1. Introduction to Laser Cladding Technology

Laser cladding technology offers significant advantages over other surface engineering techniques, including its wide application range, strong process adaptability, and high processing flexibility. Laser cladding can be used to create alloy coatings with specific functions such as wear resistance, corrosion resistance, and oxidation resistance on the surface of components. These coatings form metallurgical bonds with the substrate, creating dense, high-performance reinforced layers that substantially increase the service life of the parts. Additionally, the thickness of laser cladding layers can reach up to 10 mm (comparable to PTA welding but with much higher bonding strength). Unlike plasma spraying and other processes, laser cladding has more precise thermal input control, resulting in minimal deformation of the workpiece.

However, laser cladding is a rapid melting and solidifying process, during which the molten pool undergoes rapid temperature fluctuations in a very short time. This leads to thermal stress concentration, which can easily cause coating cracking. The types and causes of cracking are as follows:

2. Types of Cracking and Their Causes

1. Cold Cracking (Formed During Cooling)

Cold cracking primarily occurs during the cooling phase of the cladding process. It is caused by thermal stresses that exceed the tensile strength of the material due to the temperature gradient between the molten pool and the substrate. To address this issue, the following measures are commonly adopted:

• Preheating Treatment: Preheating the substrate before laser cladding can effectively reduce the temperature gradient and slow down the cooling rate, thereby reducing thermal stresses and preventing cracks. However, the preheating temperature must be precisely controlled. If the temperature is too high, it may cause overheating of the substrate, grain coarsening, or even part deformation, which affects dimensional accuracy.
• Transition Layer Design: By adding an intermediate transition layer that is compatible with both the substrate and the cladding layer, stress caused by mismatched thermal expansion coefficients can be alleviated, reducing the tendency for cracking. Although this method is effective, it increases process complexity and manufacturing costs.
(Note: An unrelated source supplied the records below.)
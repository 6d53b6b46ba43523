//! Structured command responses
//!
//! Results are data: `success` is always present, failures carry `error`
//! and usually `hint`, and success payload fields are flattened into the
//! same object.

use serde::Serialize;
use serde_json::Value;

use crate::error::StudioError;

/// The uniform response envelope for every command.
#[derive(Debug, Clone, Serialize)]
pub struct CommandResponse {
    pub success: bool,
    #[serde(skip_serializing_if = "Option::is_none")]
    pub error: Option<String>,
    #[serde(skip_serializing_if = "Option::is_none")]
    pub hint: Option<String>,
    #[serde(flatten)]
    pub data: Value,
}

impl CommandResponse {
    /// Success with a payload. The payload must serialize to a JSON
    /// object so its fields flatten into the envelope.
    pub fn ok<T: Serialize>(data: T) -> Self {
        match serde_json::to_value(data) {
            Ok(value @ Value::Object(_)) => Self {
                success: true,
                error: None,
                hint: None,
                data: value,
            },
            Ok(other) => Self::error_text(format!(
                "Internal error: response payload was not an object ({other})"
            )),
            Err(e) => Self::error_text(format!("Internal error: {e}")),
        }
    }

    /// Success with no payload beyond the flag.
    pub fn ok_empty() -> Self {
        Self {
            success: true,
            error: None,
            hint: None,
            data: Value::Object(Default::default()),
        }
    }

    /// Failure derived from the error taxonomy, with its hint.
    pub fn fail(err: &StudioError) -> Self {
        Self {
            success: false,
            error: Some(err.to_string()),
            hint: err.hint(),
            data: Value::Object(Default::default()),
        }
    }

    /// Failure with a plain message and no hint.
    pub fn error_text(message: impl Into<String>) -> Self {
        Self {
            success: false,
            error: Some(message.into()),
            hint: None,
            data: Value::Object(Default::default()),
        }
    }

    /// Attach or replace the hint.
    pub fn with_hint(mut self, hint: impl Into<String>) -> Self {
        self.hint = Some(hint.into());
        self
    }
}

/// Convert an operation result into the response envelope.
pub fn respond<T: Serialize>(result: Result<T, StudioError>) -> CommandResponse {
    match result {
        Ok(data) => CommandResponse::ok(data),
        Err(err) => CommandResponse::fail(&err),
    }
}
//! Cell encoding: a tagged variant instead of a single record with a
//! runtime "is this a pointer?" flag.

pub const LEAF_CELL_FRAMING: usize = 2 + 2; // keyLen u16 + valueLen u16
pub const INTERIOR_CELL_FRAMING: usize = 2 + 4; // keyLen u16 + childPage u32

#[derive(Debug, Clone, PartialEq, Eq)]
pub enum Cell {
    Leaf { key: Vec<u8>, value: Vec<u8> },
    Interior { key: Vec<u8>, child: u32 },
}

impl Cell {
    pub fn key(&self) -> &[u8] {
        match self {
            Cell::Leaf { key, .. } => key,
            Cell::Interior { key, .. } => key,
        }
    }

    /// Total on-page size of this cell, including its own length framing.
    pub fn encoded_len(&self) -> usize {
        match self {
            Cell::Leaf { key, value } => LEAF_CELL_FRAMING + key.len() + value.len(),
            Cell::Interior { key, .. } => INTERIOR_CELL_FRAMING + key.len(),
        }
    }

    pub fn encode(&self) -> Vec<u8> {
        let mut out = Vec::with_capacity(self.encoded_len());
        match self {
            Cell::Leaf { key, value } => {
                out.extend_from_slice(&(key.len() as u16).to_be_bytes());
                out.extend_from_slice(key);
                out.extend_from_slice(&(value.len() as u16).to_be_bytes());
                out.extend_from_slice(value);
            }
            Cell::Interior { key, child } => {
                out.extend_from_slice(&(key.len() as u16).to_be_bytes());
                out.extend_from_slice(key);
                out.extend_from_slice(&child.to_be_bytes());
            }
        }
        out
    }

    /// Decodes a cell starting at `buf`'s first byte. `is_leaf` selects the
    /// framing since the same offset-addressed bytes mean different things
    /// on leaf vs. interior pages.
    pub fn decode(buf: &[u8], is_leaf: bool) -> Self {
        let key_len = u16::from_be_bytes(buf[0..2].try_into().unwrap()) as usize;
        let key = buf[2..2 + key_len].to_vec();
        if is_leaf {
            let val_off = 2 + key_len;
            let value_len =
                u16::from_be_bytes(buf[val_off..val_off + 2].try_into().unwrap()) as usize;
            let value = buf[val_off + 2..val_off + 2 + value_len].to_vec();
            Cell::Leaf { key, value }
        } else {
            let child_off = 2 + key_len;
            let child = u32::from_be_bytes(buf[child_off..child_off + 4].try_into().unwrap());
            Cell::Interior { key, child }
        }
    }

    /// The size, in bytes, a would-be leaf cell with this key/value would
    /// occupy on a page. Used before a cell object exists yet (insert path).
    pub fn leaf_size(key: &[u8], value: &[u8]) -> usize {
        LEAF_CELL_FRAMING + key.len() + value.len()
    }

    pub fn interior_size(key: &[u8]) -> usize {
        INTERIOR_CELL_FRAMING + key.len()
    }
}
/// Sentinel returned by the allocator when a page cannot accommodate a new
/// cell and the caller must split instead. Never surfaced past the B+-tree.
#[derive(Debug)]
pub struct NeedsSplit;

#[derive(Debug, Clone)]
pub struct Page {
    pub id: u32,
    page_size: usize,
    buf: Vec<u8>,
}
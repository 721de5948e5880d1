//! End-to-end scenarios exercising the B+-tree through the pager, mirroring
//! the canonical fixtures used to validate the split/delete/iteration paths.

use rocketsql_storage::btree::{self};
use rocketsql_storage::codec::{decode_fields, encode_key, encode_value, FieldValue};
use rocketsql_storage::page::PageType;
use rocketsql_storage::pager::Pager;
use std::cmp::Ordering;

fn open_pager(page_size: usize) -> (tempfile::NamedTempFile, Pager) {
    let tmp = tempfile::NamedTempFile::new().unwrap();
    let pager = Pager::open(tmp.path(), page_size).unwrap();
    (tmp, pager)
}

fn row_key(name: &str) -> Vec<u8> {
    encode_key(&[FieldValue::VarChar(name.to_string())])
}

fn row_value(name: &str, dept: &str, salary: i32) -> Vec<u8> {
    encode_value(&[
        FieldValue::VarChar(name.to_string()),
        FieldValue::VarChar(dept.to_string()),
        FieldValue::Int(salary),
    ])
}

const ROWS: &[(&str, &str, i32)] = &[
    ("Brandt", "Comp. Sci.", 92000),
    ("Califieri", "History", 60000),
    ("Einstein", "Physics", 95000),
    ("El Said", "History", 80000),
    ("Gold", "Physics", 87000),
    ("Katz", "Comp. Sci.", 75000),
    ("Mozart", "Music", 40000),
    ("Singh", "Finance", 80000),
    ("Srinivasan", "Comp. Sci.", 65000),
    ("Wu", "Finance", 90000),
    ("Crick", "Biology", 72000),
];

/// Walks every page of the tree and checks P1/P2/P4/P5/P6 in one pass;
/// returns the ordered keys found across all leaves for P3 comparison.
fn check_invariants(pager: &mut Pager, root_id: u32) -> Vec<Vec<u8>> {
    fn walk(
        pager: &mut Pager,
        id: u32,
        lower: Option<&[u8]>,
        upper: Option<&[u8]>,
        seen_leaf_keys: &mut Vec<Vec<u8>>,
    ) {
        let page = pager.read_page(id).unwrap();

        // P2: ascending slot order.
        for i in 1..page.num_cells() {
            assert_eq!(
                page.key_at_slot(i - 1).cmp(page.key_at_slot(i)),
                Ordering::Less,
                "page {id} slots not strictly ascending"
            );
        }

        // P5/P6: free list sorted, no two adjacent, every block >= 4 bytes.
        let blocks = page.free_blocks();
        for w in blocks.windows(2) {
            assert!(w[0].0 < w[1].0, "free list not sorted by offset");
            assert_ne!(
                w[0].0 + w[0].1,
                w[1].0,
                "adjacent free blocks should have been coalesced"
            );
        }
        for (_, size) in &blocks {
            assert!(*size >= 4, "free block smaller than 4 bytes");
        }

        if page.is_leaf() {
            for i in 0..page.num_cells() {
                let k = page.key_at_slot(i).to_vec();
                if let Some(lo) = lower {
                    assert_ne!(k.as_slice().cmp(lo), Ordering::Less);
                }
                if let Some(hi) = upper {
                    assert_eq!(k.as_slice().cmp(hi), Ordering::Less);
                }
                seen_leaf_keys.push(k);
            }
        } else {
            let mut prev_lower = lower.map(|s| s.to_vec());
            for i in 0..page.num_cells() {
                let sep = page.key_at_slot(i).to_vec();
                walk(
                    pager,
                    page.child_at_slot(i),
                    prev_lower.as_deref(),
                    Some(&sep),
                    seen_leaf_keys,
                );
                prev_lower = Some(sep);
            }
            if page.last_ptr() != 0 {
                walk(pager, page.last_ptr(), prev_lower.as_deref(), upper, seen_leaf_keys);
            }
        }
    }

    let mut keys = Vec::new();
    walk(pager, root_id, None, None, &mut keys);

    // P1: uniqueness across the whole table.
    let mut sorted = keys.clone();
    sorted.sort();
    sorted.dedup();
    assert_eq!(sorted.len(), keys.len(), "duplicate keys found across leaves");

    keys
}

fn iterate_all(pager: &mut Pager, root_id: u32) -> Vec<(Vec<u8>, Vec<u8>)> {
    let mut out = Vec::new();
    let mut it = btree::first(pager, root_id).unwrap();
    while let Some(value) = it.next().unwrap() {
        out.push((it.key().unwrap().to_vec(), value));
    }
    out
}

#[test]
fn s1_textbook_insert_sequence_upholds_invariants_after_each_extra_row() {
    let (_tmp, mut pager) = open_pager(128);
    let root = btree::create(&mut pager).unwrap();

    for (name, dept, salary) in ROWS {
        btree::insert_with_cap(&mut pager, root, &row_key(name), &row_value(name, dept, *salary), Some(3)).unwrap();
    }

    let extra = [("Kim", "Elec. Eng.", 80000), ("Adams", "Music", 45000), ("Lamport", "History", 82000)];
    for (name, dept, salary) in extra {
        btree::insert_with_cap(&mut pager, root, &row_key(name), &row_value(name, dept, salary), Some(3)).unwrap();

        // P3: the sibling chain visits every leaf exactly once in ascending
        // order, and matches the tree-walk's own notion of leaf ordering.
        let walked = check_invariants(&mut pager, root);
        let mut chained = Vec::new();
        let mut leaf_id = leftmost_leaf(&mut pager, root);
        loop {
            let page = pager.read_page(leaf_id).unwrap();
            for i in 0..page.num_cells() {
                chained.push(page.key_at_slot(i).to_vec());
            }
            if page.last_ptr() == 0 {
                break;
            }
            leaf_id = page.last_ptr();
        }
        assert_eq!(chained, walked);
        for w in chained.windows(2) {
            assert_eq!(w[0].cmp(&w[1]), Ordering::Less);
        }
    }
}

fn leftmost_leaf(pager: &mut Pager, root_id: u32) -> u32 {
    let mut id = root_id;
    loop {
        let page = pager.read_page(id).unwrap();
        if page.is_leaf() {
            return id;
        }
        id = if page.num_cells() == 0 {
            page.last_ptr()
        } else {
            page.child_at_slot(0)
        };
    }
}

#[test]
fn s2_delete_then_reinsert_is_an_identity_on_the_key_value_set() {
    let (_tmp, mut pager) = open_pager(128);
    let root = btree::create(&mut pager).unwrap();

    let mut rows: Vec<(&str, &str, i32)> = ROWS.to_vec();
    rows.push(("Kim", "Comp. Sci.", 75000));

    for (name, dept, salary) in &rows {
        btree::insert_with_cap(&mut pager, root, &row_key(name), &row_value(name, dept, *salary), Some(3)).unwrap();
    }

    let mut before = iterate_all(&mut pager, root);
    before.sort();

    for (name, _, _) in &rows {
        btree::delete(&mut pager, root, &row_key(name)).unwrap();
    }
    for (name, dept, salary) in &rows {
        btree::insert_with_cap(&mut pager, root, &row_key(name), &row_value(name, dept, *salary), Some(3)).unwrap();
    }

    let mut after = iterate_all(&mut pager, root);
    after.sort();
    assert_eq!(before, after);
}

#[test]
fn s3_iterator_visits_every_key_exactly_once_in_ascending_order() {
    let (_tmp, mut pager) = open_pager(256);
    let root = btree::create(&mut pager).unwrap();
    for (name, dept, salary) in ROWS {
        btree::insert(&mut pager, root, &row_key(name), &row_value(name, dept, *salary)).unwrap();
    }

    let pairs = iterate_all(&mut pager, root);
    assert_eq!(pairs.len(), ROWS.len());
    for w in pairs.windows(2) {
        assert_eq!(w[0].0.cmp(&w[1].0), Ordering::Less);
    }

    let mut names: Vec<String> = pairs
        .iter()
        .map(|(_, v)| match decode_fields(v).remove(0) {
            FieldValue::VarChar(s) => s,
            _ => unreachable!(),
        })
        .collect();
    names.sort();
    let mut expected: Vec<String> = ROWS.iter().map(|(n, _, _)| n.to_string()).collect();
    expected.sort();
    assert_eq!(names, expected);
}

#[test]
fn s4_duplicate_insert_is_rejected_and_leaves_tree_unchanged() {
    let (_tmp, mut pager) = open_pager(256);
    let root = btree::create(&mut pager).unwrap();
    btree::insert(&mut pager, root, &row_key("Brandt"), &row_value("Brandt", "Comp. Sci.", 92000)).unwrap();

    let before = pager.read_page(root).unwrap().serialize();
    let err = btree::insert(&mut pager, root, &row_key("Brandt"), &row_value("Brandt", "Other", 1)).unwrap_err();
    assert!(matches!(err, rocketsql_storage::StorageError::DuplicateKey));
    let after = pager.read_page(root).unwrap().serialize();
    assert_eq!(before, after);
}

#[test]
fn s5_oversized_cell_is_rejected_without_mutating_any_page() {
    let (_tmp, mut pager) = open_pager(128);
    let root = btree::create(&mut pager).unwrap();
    let huge_value = vec![b'x'; 10_000];

    let before = pager.read_page(root).unwrap().serialize();
    let err = btree::insert(&mut pager, root, &row_key("Brandt"), &huge_value).unwrap_err();
    assert!(matches!(
        err,
        rocketsql_storage::StorageError::CellTooLarge { .. }
    ));
    let after = pager.read_page(root).unwrap().serialize();
    assert_eq!(before, after, "rejected insert must not mutate the page");
    assert_eq!(pager.num_pages(), 1, "rejected insert must not allocate pages");
}

#[test]
fn s6_page_recycling_returns_the_freed_id_on_the_third_create() {
    let (_tmp, mut pager) = open_pager(512);
    let first_root = btree::create(&mut pager).unwrap();
    let _second_root = btree::create(&mut pager).unwrap();
    btree::delete_tree(&mut pager, first_root).unwrap();
    let third_root = pager.allocate_page(PageType::Leaf).unwrap();
    assert_eq!(third_root.id, first_root);
}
2. Hot Cracking (Formed During Solidification)

Hot cracking generally occurs towards the end of the molten pool solidification phase. Key causes include:

• Slag and Non-Metallic Inclusions: If the alloy powder contains a significant amount of non-metallic components (such as sulfur, phosphorus, or low-melting impurities), these may not fully melt or float out of the molten pool. They can become trapped in the solidified structure, acting as a source of cracking under stress.
• Mismatch of Process Parameters: If parameters such as laser power, scanning speed, and powder feed rate are improperly set, the molten pool may not have sufficient time to react or allow non-metallic components to float out. In such cases, laser power should be appropriately increased, or scanning speed should be reduced to extend the molten pool’s liquid phase duration. This will help facilitate the rise of impurities and the escape of gases, thereby reducing the risk of hot cracking.

3. Machining Cracking (Formed During Post-Processing)

Laser cladding layers can also develop mechanical cracking during post-processing operations such as turning or milling. The cladding layer often contains hard and brittle phases (such as carbides and borides), which, if subjected to excessive cutting forces or improper tooling, can lead to localized stress concentration, resulting in microcracks or even macro-scale spalling. To prevent this issue, the following machining practices should be optimized:

• Select appropriate cutting tool materials and geometric angles.
• Control cutting depth and feed rates.
• Use minimal lubrication or low-temperature cooling methods to reduce cutting temperatures and forces.

3. Summary and Solutions

Cracking in laser cladding coatings is the result of the combined effects of material properties, process parameters, and stress conditions. Greenstone-Tech recommends a comprehensive approach to controlling cracking during application, including:

• Alloy Powder Selection: Choosing the right alloy powder that matches the desired performance and reduces the risk of cracking.
• Process Parameter Optimization: Adjusting parameters such as laser power, scanning speed, and powder feed rate to ensure consistent and high-quality coatings.
• Preheating and Post-Treatment Strategies: Employing preheating before cladding and post-treatment processes like heat treatment to relieve internal stresses and enhance material properties.
• Machining Coordination: Optimizing post-processing operations to reduce mechanical stresses and prevent cracking.

By systematically controlling these factors, it is possible to effectively suppress cracking and achieve complete, dense, and high-performance cladding layers.